Map of Dark Matter Made from Gravitational Lensing

High Energy Physics Institute at the Universitat Autònoma de Barcelona (IFAE – UAB)

IFAE led two of the 12 DES papers containing the cosmological results obtained from the analysis of the first-year data of the survey.

Four Spanish research centres, including two awarded a Severo Ochoa distinction and one awarded a Maria de Maeztu, belong to the Dark Energy Survey (DES) Collaboration, an international, collaborative effort to map hundreds of millions of galaxies, detect thousands of supernovae, and find patterns of cosmic structure that will reveal the nature of the mysterious dark energy that is accelerating the expansion of our Universe.

The DES-Spain group is integrated by the Centro de Investigaciones Energéticas, Medioambientales y Tecnológicas (CIEMAT), the Institut de Ciències de l’Espai (IEEC-CSIC), the Institut de Física d’Altes Energies (IFAE), and the Instituto de Física Teórica (UAM-CSIC). DES-Spain is one of the founding partners of the DES collaboration, and contributed both to the technical development of the project and to the physics program.

Most accurate measurement of the dark matter structure in the Universe

On August 2017, the Dark Energy Survey announced the measurement of the distribution of dark matter in the present-day cosmos. The new result was made with a precision that, for the first time, rivaled that of inferences coming from signals from the early Universe measured by the European Space Agency’s orbiting Planck observatory. Most notably, this result supports the theory that 26 percent of the Universe is in the form of dark matter and that space is filled with an also-unseen mysterious dark energy, which is causing the accelerating expansion of the universe and makes up 70 percent of it.
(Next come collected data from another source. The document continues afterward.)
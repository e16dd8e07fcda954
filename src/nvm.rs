//! NVM access protocol.
//!
//! [`NvmSession`] borrows the I2C handle exclusively for one multi-step sequence
//! (password, power-up, opcode set/load, busy poll, exit). The borrow is the bus
//! lock: nothing else can talk through the handle until the session is dropped,
//! which happens on every exit path including `?` propagation.
//!
//! Transport errors abort the sequence immediately. No cleanup is attempted, so
//! a failed sequence can leave the chip in test mode with a partially erased or
//! programmed array; re-run the whole operation to recover.

use crate::data_types::PollLimit;
use crate::error::Error;
use crate::image::SectorImage;
use crate::registers::{
    Ctrl0Bits, NVM_PASSWORD, Opcode, SECTOR_COUNT, SECTOR_SIZE, SectorMask, addr, ctrl0_load,
    ctrl1_value,
};

#[cfg(feature = "defmt")]
use defmt::{debug, trace, warn};

// Stub macros when defmt is not available
#[cfg(not(feature = "defmt"))]
macro_rules! warn {
    ($($arg:tt)*) => {{}};
}

#[cfg(not(feature = "defmt"))]
macro_rules! debug {
    ($($arg:tt)*) => {{}};
}

#[cfg(not(feature = "defmt"))]
macro_rules! trace {
    ($($arg:tt)*) => {{}};
}

const POWERED: u8 = Ctrl0Bits::PWR.bits() | Ctrl0Bits::RST_N.bits();

/// Exclusive, scoped access to the NVM controller of one device.
pub struct NvmSession<'a, I2C> {
    i2c: &'a mut I2C,
    address: u8,
    poll_limit: PollLimit,
    test_mode: bool,
}

impl<'a, I2C> NvmSession<'a, I2C> {
    pub fn new(i2c: &'a mut I2C, address: u8, poll_limit: PollLimit) -> Self {
        Self {
            i2c,
            address,
            poll_limit,
            test_mode: false,
        }
    }

    /// True between a successful password write and a completed exit.
    pub fn in_test_mode(&self) -> bool {
        self.test_mode
    }
}

impl<I2C> Drop for NvmSession<'_, I2C> {
    fn drop(&mut self) {
        if self.test_mode {
            warn!("NVM session released with device {=u8:#x} still in test mode", self.address);
        }
    }
}

impl<I2C> NvmSession<'_, I2C>
where
    I2C: embedded_hal::i2c::I2c,
{
    fn write_reg(&mut self, reg: u8, value: u8) -> Result<(), Error<I2C::Error>> {
        self.i2c
            .write(self.address, &[reg, value])
            .map_err(Error::I2c)
    }

    fn write_regs(&mut self, start_reg: u8, data: &[u8]) -> Result<(), Error<I2C::Error>> {
        let mut buf = [0u8; SECTOR_SIZE + 1];
        if data.len() > SECTOR_SIZE {
            return Err(Error::InvalidBufferLength(data.len()));
        }
        buf[0] = start_reg;
        buf[1..=data.len()].copy_from_slice(data);
        self.i2c
            .write(self.address, &buf[..=data.len()])
            .map_err(Error::I2c)
    }

    fn read_regs(&mut self, start_reg: u8, data: &mut [u8]) -> Result<(), Error<I2C::Error>> {
        self.i2c
            .write_read(self.address, &[start_reg], data)
            .map_err(Error::I2c)
    }

    /// Unlock with the customer password and bring the NVM controller out of reset.
    pub fn enter_test_mode(&mut self) -> Result<(), Error<I2C::Error>> {
        self.write_reg(addr::FTP_CUST_PASSWORD, NVM_PASSWORD)?;
        self.test_mode = true;
        // Controller reset, then power up.
        self.write_reg(addr::FTP_CTRL_0, 0x00)?;
        self.write_reg(addr::FTP_CTRL_0, POWERED)?;
        debug!("NVM test mode entered");
        Ok(())
    }

    /// Clear both control registers and relock the password.
    pub fn exit_test_mode(&mut self) -> Result<(), Error<I2C::Error>> {
        self.write_regs(addr::FTP_CTRL_0, &[Ctrl0Bits::RST_N.bits(), 0x00])?;
        self.write_reg(addr::FTP_CUST_PASSWORD, 0x00)?;
        self.test_mode = false;
        debug!("NVM test mode exited");
        Ok(())
    }

    fn set_opcode(&mut self, opcode: Opcode, erase: SectorMask) -> Result<(), Error<I2C::Error>> {
        self.write_reg(addr::FTP_CTRL_1, ctrl1_value(opcode, erase))
    }

    /// Latch the pending CTRL_1 opcode with REQ and wait for completion.
    /// Always a separate transaction from `set_opcode`.
    fn load_opcode(&mut self, sector: u8) -> Result<(), Error<I2C::Error>> {
        self.write_reg(addr::FTP_CTRL_0, ctrl0_load(sector))?;
        self.wait_ready()
    }

    /// Poll CTRL_0 until the controller clears REQ.
    pub fn wait_ready(&mut self) -> Result<(), Error<I2C::Error>> {
        let mut busy_reads: u32 = 0;
        loop {
            let mut buf = [0u8; 1];
            self.read_regs(addr::FTP_CTRL_0, &mut buf)?;
            if !Ctrl0Bits::from_bits_retain(buf[0]).contains(Ctrl0Bits::REQ) {
                trace!("NVM ready after {=u32} busy reads", busy_reads);
                return Ok(());
            }
            busy_reads += 1;
            if self.poll_limit.exhausted(busy_reads) {
                warn!("NVM controller still busy after {=u32} reads", busy_reads);
                return Err(Error::Timeout);
            }
        }
    }

    /// Fetch one sector into `out`. Requires test mode.
    pub fn read_sector(&mut self, sector: u8, out: &mut [u8]) -> Result<(), Error<I2C::Error>> {
        self.write_reg(addr::FTP_CTRL_0, POWERED)?;
        self.set_opcode(Opcode::Read, SectorMask::empty())?;
        self.load_opcode(sector)?;
        self.read_regs(addr::RW_BUFFER, out)?;
        trace!("NVM sector {=u8} read", sector);
        Ok(())
    }

    /// Erase the sectors in `mask`: load the SER register, soft-program, then erase.
    pub fn erase_sectors(&mut self, mask: SectorMask) -> Result<(), Error<I2C::Error>> {
        self.set_opcode(Opcode::WriteSer, mask)?;
        self.load_opcode(0)?;
        self.set_opcode(Opcode::SoftProgSector, SectorMask::empty())?;
        self.load_opcode(0)?;
        self.set_opcode(Opcode::EraseSector, SectorMask::empty())?;
        self.load_opcode(0)?;
        debug!("NVM sectors {=u8:#x} erased", mask.bits());
        Ok(())
    }

    /// Program one erased sector from `data` (8 bytes).
    pub fn program_sector(&mut self, sector: u8, data: &[u8]) -> Result<(), Error<I2C::Error>> {
        self.write_regs(addr::RW_BUFFER, data)?;
        self.write_reg(addr::FTP_CTRL_0, POWERED)?;
        self.set_opcode(Opcode::WritePl, SectorMask::empty())?;
        self.load_opcode(0)?;
        self.set_opcode(Opcode::ProgSector, SectorMask::empty())?;
        self.load_opcode(sector)?;
        trace!("NVM sector {=u8} programmed", sector);
        Ok(())
    }

    /// Read all five sectors.
    pub fn read_image(&mut self) -> Result<SectorImage, Error<I2C::Error>> {
        let mut image = SectorImage::zeroed();
        self.enter_test_mode()?;
        for sector in 0..SECTOR_COUNT {
            self.read_sector(sector as u8, image.sector_mut(sector))?;
        }
        self.exit_test_mode()?;
        Ok(image)
    }

    /// Erase and reprogram all five sectors with `image`.
    pub fn write_image(&mut self, image: &SectorImage) -> Result<(), Error<I2C::Error>> {
        self.enter_test_mode()?;
        // RW buffer must be cleared for the partial-erase logic.
        self.write_reg(addr::RW_BUFFER, 0x00)?;
        self.erase_sectors(SectorMask::all())?;
        for (sector, data) in image.as_bytes().chunks_exact(SECTOR_SIZE).enumerate() {
            self.program_sector(sector as u8, data)?;
        }
        self.exit_test_mode()
    }
}

#[cfg(feature = "async")]
impl<I2C> NvmSession<'_, I2C>
where
    I2C: embedded_hal_async::i2c::I2c,
{
    async fn write_reg_async(&mut self, reg: u8, value: u8) -> Result<(), Error<I2C::Error>> {
        self.i2c
            .write(self.address, &[reg, value])
            .await
            .map_err(Error::I2c)
    }

    async fn write_regs_async(
        &mut self,
        start_reg: u8,
        data: &[u8],
    ) -> Result<(), Error<I2C::Error>> {
        let mut buf = [0u8; SECTOR_SIZE + 1];
        if data.len() > SECTOR_SIZE {
            return Err(Error::InvalidBufferLength(data.len()));
        }
        buf[0] = start_reg;
        buf[1..=data.len()].copy_from_slice(data);
        self.i2c
            .write(self.address, &buf[..=data.len()])
            .await
            .map_err(Error::I2c)
    }

    async fn read_regs_async(
        &mut self,
        start_reg: u8,
        data: &mut [u8],
    ) -> Result<(), Error<I2C::Error>> {
        self.i2c
            .write_read(self.address, &[start_reg], data)
            .await
            .map_err(Error::I2c)
    }

    /// Async version of [`enter_test_mode`](Self::enter_test_mode).
    pub async fn enter_test_mode_async(&mut self) -> Result<(), Error<I2C::Error>> {
        self.write_reg_async(addr::FTP_CUST_PASSWORD, NVM_PASSWORD).await?;
        self.test_mode = true;
        self.write_reg_async(addr::FTP_CTRL_0, 0x00).await?;
        self.write_reg_async(addr::FTP_CTRL_0, POWERED).await?;
        debug!("NVM test mode entered");
        Ok(())
    }

    pub async fn exit_test_mode_async(&mut self) -> Result<(), Error<I2C::Error>> {
        self.write_regs_async(addr::FTP_CTRL_0, &[Ctrl0Bits::RST_N.bits(), 0x00]).await?;
        self.write_reg_async(addr::FTP_CUST_PASSWORD, 0x00).await?;
        self.test_mode = false;
        debug!("NVM test mode exited");
        Ok(())
    }

    async fn set_opcode_async(
        &mut self,
        opcode: Opcode,
        erase: SectorMask,
    ) -> Result<(), Error<I2C::Error>> {
        self.write_reg_async(addr::FTP_CTRL_1, ctrl1_value(opcode, erase)).await
    }

    async fn load_opcode_async(&mut self, sector: u8) -> Result<(), Error<I2C::Error>> {
        self.write_reg_async(addr::FTP_CTRL_0, ctrl0_load(sector)).await?;
        self.wait_ready_async().await
    }

    pub async fn wait_ready_async(&mut self) -> Result<(), Error<I2C::Error>> {
        let mut busy_reads: u32 = 0;
        loop {
            let mut buf = [0u8; 1];
            self.read_regs_async(addr::FTP_CTRL_0, &mut buf).await?;
            if !Ctrl0Bits::from_bits_retain(buf[0]).contains(Ctrl0Bits::REQ) {
                trace!("NVM ready after {=u32} busy reads", busy_reads);
                return Ok(());
            }
            busy_reads += 1;
            if self.poll_limit.exhausted(busy_reads) {
                warn!("NVM controller still busy after {=u32} reads", busy_reads);
                return Err(Error::Timeout);
            }
        }
    }

    pub async fn read_sector_async(
        &mut self,
        sector: u8,
        out: &mut [u8],
    ) -> Result<(), Error<I2C::Error>> {
        self.write_reg_async(addr::FTP_CTRL_0, POWERED).await?;
        self.set_opcode_async(Opcode::Read, SectorMask::empty()).await?;
        self.load_opcode_async(sector).await?;
        self.read_regs_async(addr::RW_BUFFER, out).await?;
        trace!("NVM sector {=u8} read", sector);
        Ok(())
    }

    pub async fn erase_sectors_async(&mut self, mask: SectorMask) -> Result<(), Error<I2C::Error>> {
        self.set_opcode_async(Opcode::WriteSer, mask).await?;
        self.load_opcode_async(0).await?;
        self.set_opcode_async(Opcode::SoftProgSector, SectorMask::empty()).await?;
        self.load_opcode_async(0).await?;
        self.set_opcode_async(Opcode::EraseSector, SectorMask::empty()).await?;
        self.load_opcode_async(0).await?;
        debug!("NVM sectors {=u8:#x} erased", mask.bits());
        Ok(())
    }

    pub async fn program_sector_async(
        &mut self,
        sector: u8,
        data: &[u8],
    ) -> Result<(), Error<I2C::Error>> {
        self.write_regs_async(addr::RW_BUFFER, data).await?;
        self.write_reg_async(addr::FTP_CTRL_0, POWERED).await?;
        self.set_opcode_async(Opcode::WritePl, SectorMask::empty()).await?;
        self.load_opcode_async(0).await?;
        self.set_opcode_async(Opcode::ProgSector, SectorMask::empty()).await?;
        self.load_opcode_async(sector).await?;
        trace!("NVM sector {=u8} programmed", sector);
        Ok(())
    }

    pub async fn read_image_async(&mut self) -> Result<SectorImage, Error<I2C::Error>> {
        let mut image = SectorImage::zeroed();
        self.enter_test_mode_async().await?;
        for sector in 0..SECTOR_COUNT {
            self.read_sector_async(sector as u8, image.sector_mut(sector)).await?;
        }
        self.exit_test_mode_async().await?;
        Ok(image)
    }

    pub async fn write_image_async(
        &mut self,
        image: &SectorImage,
    ) -> Result<(), Error<I2C::Error>> {
        self.enter_test_mode_async().await?;
        self.write_reg_async(addr::RW_BUFFER, 0x00).await?;
        self.erase_sectors_async(SectorMask::all()).await?;
        for (sector, data) in image.as_bytes().chunks_exact(SECTOR_SIZE).enumerate() {
            self.program_sector_async(sector as u8, data).await?;
        }
        self.exit_test_mode_async().await
    }
}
These results were published in a series of 12 papers containing the main cosmological results obtained from the analysis of the first-year data of the Dark Energy Survey, covering some 1500 sq. deg.  The group at Institut de Física d’Altes Energies (IFAE) led two of these 12 DES papers, dealing with the measurement of the correlation between the shapes of distant galaxies and the positions of closer galaxies (“galaxy-galaxy lensing”), and the development of a method to constrain the redshift distribution of distant galaxies through the measurement of angular correlations with a sample of galaxies of known redshift, respectively. The full set of papers can be found at the Dark Energy Survey website.